High-speed imaging of droplet spread after a cough

Project Details

Description

We propose to capture high-speed camera imagery of a cough and use astronomical image analysis techniques to track the droplets. This will inform a mathematical model of how droplets spread through the air and onto surfaces, with application to the transmission of Covid-19 and other infectious diseases.

We have already been conducting experiments in droplet spread using human-safe fluorescein dye. We produce coughs using either an artificial model or a human volunteer who holds some of the dye in their mouth. The droplets fall on printed targets. The targets are photographed under UV light so that the droplets fluoresce. These images are then processed by software based on astronomical imaging pipelines, which aligns and rectifies the targets, and automatically detects the thousands of droplets along with statistics like size, location, and brightness. One paper is already published (https://www.journalofhospitalinfection.com/article/S0195-6701(21)00044-X/abstract) and another is submitted. More are planned.

The research group is composed of respiratory specialists from Portsmouth Hospital Trust, medical faculty from UoP and Brunel University, as well as members of the Institute of Cosmology and Gravitation who provide expertise in image analysis and data processing. We also have collaborators in the Bristol aerosol research group plus contacts in the dental and ophthalmology communities. We are currently funded by the ICG’s IAA, and have an STFC IPS bid in for a commercial partnership with AerosolShield Ltd.

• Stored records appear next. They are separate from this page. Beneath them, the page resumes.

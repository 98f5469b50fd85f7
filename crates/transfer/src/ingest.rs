//! Chunk ingest: validation, checksumming and ledger writes.

use std::sync::Arc;

use async_trait::async_trait;
use chrono::Utc;
use tracing::{debug, warn};

use chunkline_protocol::messages::ChunkResult;
use chunkline_protocol::{ChunkRecord, ChunkStatus, UploadId};
use chunkline_store::{ChunkRepo, UploadStore};

use crate::chunked::{checksum_bytes, verify_checksum};
use crate::error::{UploadError, UploadResult};
use crate::session::SessionManager;

/// Something that can accept one chunk of an upload.
///
/// Implemented by [`ChunkIngest`]; the retry loop and the driver only see this
/// trait so they can run against flaky uploaders in tests.
#[async_trait]
pub trait ChunkUploader: Send + Sync {
    async fn upload_chunk(
        &self,
        upload_id: UploadId,
        chunk_number: u32,
        data: &[u8],
    ) -> UploadResult<ChunkResult>;
}

/// Accepts chunk bytes into the ledger.
#[derive(Clone)]
pub struct ChunkIngest {
    sessions: SessionManager,
    store: Arc<dyn UploadStore>,
}

impl ChunkIngest {
    pub fn new(sessions: SessionManager) -> Self {
        let store = Arc::clone(sessions.store());
        Self { sessions, store }
    }

    /// Stores chunk `chunk_number` of `upload_id`, replacing any earlier copy.
    pub async fn put_chunk(
        &self,
        upload_id: UploadId,
        chunk_number: u32,
        data: &[u8],
    ) -> UploadResult<ChunkResult> {
        let session = self.sessions.validate(upload_id).await?;

        if chunk_number == 0 || chunk_number > session.total_chunks {
            return Err(UploadError::InvalidChunk(format!(
                "chunk {chunk_number} outside 1..={}",
                session.total_chunks
            )));
        }
        if data.is_empty() {
            return Err(UploadError::InvalidChunk(format!(
                "chunk {chunk_number} is empty"
            )));
        }
        let expected = session.expected_chunk_size(chunk_number);
        if data.len() as u64 != expected {
            return Err(UploadError::InvalidChunk(format!(
                "chunk {chunk_number} is {} bytes, expected {expected}",
                data.len()
            )));
        }

        let record = ChunkRecord {
            upload_id,
            chunk_number,
            checksum: checksum_bytes(data),
            size: data.len() as u64,
            uploaded_at: Utc::now(),
            status: ChunkStatus::Completed,
        };
        if let Err(e) = self.store.upsert_chunk(&record, data).await {
            warn!(upload = %upload_id, chunk = chunk_number, error = %e, "chunk write failed");
            return Err(UploadError::ChunkUploadFailed {
                chunk: chunk_number,
                kind: e.failure_kind(),
                source: e,
            });
        }

        self.sessions.mark_uploading(upload_id).await?;
        debug!(upload = %upload_id, chunk = chunk_number, size = record.size, "chunk stored");

        Ok(ChunkResult {
            chunk_number,
            checksum: record.checksum,
            size: record.size,
            uploaded_at: record.uploaded_at,
            is_complete: true,
        })
    }

    /// Like [`put_chunk`](Self::put_chunk), but first checks the bytes against
    /// the digest declared by the client.
    pub async fn put_chunk_verified(
        &self,
        upload_id: UploadId,
        chunk_number: u32,
        data: &[u8],
        expected_checksum: &str,
    ) -> UploadResult<ChunkResult> {
        if !verify_checksum(data, expected_checksum) {
            warn!(upload = %upload_id, chunk = chunk_number, "declared checksum mismatch");
            return Err(UploadError::ChecksumMismatch {
                chunk: chunk_number,
            });
        }
        self.put_chunk(upload_id, chunk_number, data).await
    }
}

#[async_trait]
impl ChunkUploader for ChunkIngest {
    async fn upload_chunk(
        &self,
        upload_id: UploadId,
        chunk_number: u32,
        data: &[u8],
    ) -> UploadResult<ChunkResult> {
        self.put_chunk(upload_id, chunk_number, data).await
    }
}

We wish to trial a new method for much more detailed tracking of droplet spread. High-speed cameras are available which can capture thousands of frames a second. This should be sufficient to track the droplets as they first emerge after a cough, or as they hit a surface and fragment. We believe that the combination of high-speed imagery and fluorescent dye to improve the droplet visibility is unique. We will attempt to use two cameras so that we can track the droplets in 3D by computer analysis.

Because this has not been tried before, we cannot guarantee success - however, this could be quite rewarding. After acquisition of the video, we will include this data in an upcoming Data Dive run by the ICG, a few-day event where physics PhD and staff from our local university partners are invited to help us explore interesting data sets.